Azrael (2024) poster

Azrael (2024)

Rating:

aka Azrael: Angel of Death


USA. 2024.

Crew

Director – E.L. Katz, Screenplay – Simon Barrett, Producers – Simon Barrett, Dave Caplan & Dan Kagan, Photography – Mart Taniel, Music – Tóti Guðnason, Visual Effects – Magic Lab (Supervisor – Filip Latal) & Riddle Monk Studios (Supervisor – Matthew Kemper), Special Effects Supervisor – Johan Harnesk, Makeup Effects/Puppet Effects – 13FingersFX (Designer – Dan Martin), Production Design – Carlos Laszlo. Production Company – Traffic./Homeless Bob Productions/Two Squirrels Productions/north.five.six..

Cast

Samara Weaving (Azrael), Vic Carmen Sonne (Miriam), Katarina Unt (Josefine), Nathan Stewart-Jarrett (Kenan), Peter Christofferson (Demian), Eero Milonoff (Luther), Rea Lest (Liesel), Sebastian Bull Sarning (Isaac), Phong Giang (Sevrin)


Plot

It is after The Rapture. Some people have forsaken the sin of speech and gotten rid of their vocal chords. Azrael and her lover Kenan flee from one such group but are captured. Azrael makes an escape and flees through the woods, hunted by the others.


I first encountered director/writer E.L. Katz a few years ago with a small film called Cheap Thrills (2013), which asked would people be prepared to do for money and pushed the answers into some quite perverse places. Prior to that, Katz written several of Adam Wingard’s early films – Home Sick (2007), Pop Skull (2007) and What Fun We Were Having (2011), as well as Adam Gierasch’s Autopsy (2008). Katz went on to direct the A is for Amateur segment of ABCs of Death 2 (2014) and the gritty crime film Small Crimes (2017), as well as produced and directed episodes of The Haunting of Bly Manor (2020). Azrael was Katz’s third feature film as director.

Azrael comes with a script from Simon Barrett, who has reasonable reputation as a genre screenwriter, having written screenplays for Dead Birds (2004), Frankenfish (2004), Red Sands (2009) and Temple (2017) and acted as a regular screenwriter for Adam Wingard with A Horrible Way to Die (2010), Autoerotic (2011), What Fun We’re Having, You’re Next (2011), The Guest (2014), Blair Witch (2016) and Wingard’s segments of The ABCs of Death (2012) and the V/H/S films. Barrett directed the Tape 49 segment of V/H/S/2 (2013) and The Empty Wake segment of V/H/S/94 (2021), before making his feature-length debut with Séance (2021).

Azrael is a unique film in that it is a film made without dialogue.

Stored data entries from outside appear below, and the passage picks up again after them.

/// Application error carrying the process exit code.
///
/// Exit codes:
/// - `2` usage / input problems (flags, unreadable files, invalid parameters)
/// - `3` insufficient data to produce a report
/// - `4` runtime failures (device feed, XML, export writes)
#[derive(Clone, thiserror::Error)]
#[error("{message}")]
pub struct AppError {
    exit_code: u8,
    message: String,
}

impl AppError {
    pub fn new(exit_code: u8, message: impl Into<String>) -> Self {
        Self {
            exit_code,
            message: message.into(),
        }
    }

    pub fn exit_code(&self) -> u8 {
        self.exit_code
    }

    pub fn message(&self) -> &str {
        &self.message
    }
}

impl std::fmt::Debug for AppError {
    fn fmt(&self, f: &mut std::fmt::Formatter<'_>) -> std::fmt::Result {
        f.debug_struct("AppError")
            .field("exit_code", &self.exit_code)
            .field("message", &self.message)
            .finish()
    }
}

#[cfg(test)]
mod tests {
    use super::*;

    #[test]
    fn display_is_message_only() {
        let err = AppError::new(3, "No valid points.");
        assert_eq!(err.to_string(), "No valid points.");
        assert_eq!(err.message(), "No valid points.");
        assert_eq!(err.exit_code(), 3);
    }
}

There is a brief amount of dialogue in the section where Samara Weaving is rescued by Peter Christofferson but it is without the benefit of subtitles (and is apparently Esperanto according to E.L. Katz). Everything else is delivered by gestures – but with no sign language, no subtitles or anything. It is real take-no-prisoners type of filmmaking. There have only been a few films that have been so adventurous before. Surprisingly, 2024 gave us three such films with no dialogue along with the similar post-apocalyptic Year 10 (2024) and the animated Flow (2024).

Samara Weaving in Azrael (2024)
Samara Weaving greets the Biblical Apocalypse

Almost immediately out, you wonder what on Earth world it is that we have stepped into. The only clues we get to anything that is going on come in the title cards that say “Many years after The Rapture/Among the survivors, some are driven to renounce the sin of Speech”, which suggests some sort of Post-Apocalyptic work that has taken place after the Biblical Rapture – see Biblical End Times Prophecies. The name Azrael derives from the Qu’ran and is supposed to be the Angel of Death and was later incorporated into Judaeo-Christian mythology – although on the end credits we find that Azrael is merely the name of Samara Weaving’s character.

You spend most of Azrael trying to work out what the heck is going on. Things like – why Samara Weaving and Nathan Stewart-Jarrett are made prisoners? Why they are being hunted by the cultists? Who the strange figures in black that are pursuing people through the woods? What the nature of the non-human pregnancy at the end is meant to be? The characters operating without any dialogue suggests something of the similar post-apocalyptic work that was A Quiet Place (2018), albeit without any alien invading monsters present, or perhaps even more so of Luc Besson’s Le Dernier Combat (1983). But then you also wonder if it is a post-apocalyptic work at all like in the scene where Samara Weaving comes across Peter Christofferson and he is speaking, tunes into a regular radio station, while he and others seem to have a plentiful supply of gas and ammunition – which suggests more that we are in a work set in the present and this is simply a film about a strange religious cult. It all arrives at a brutal and bloody climax.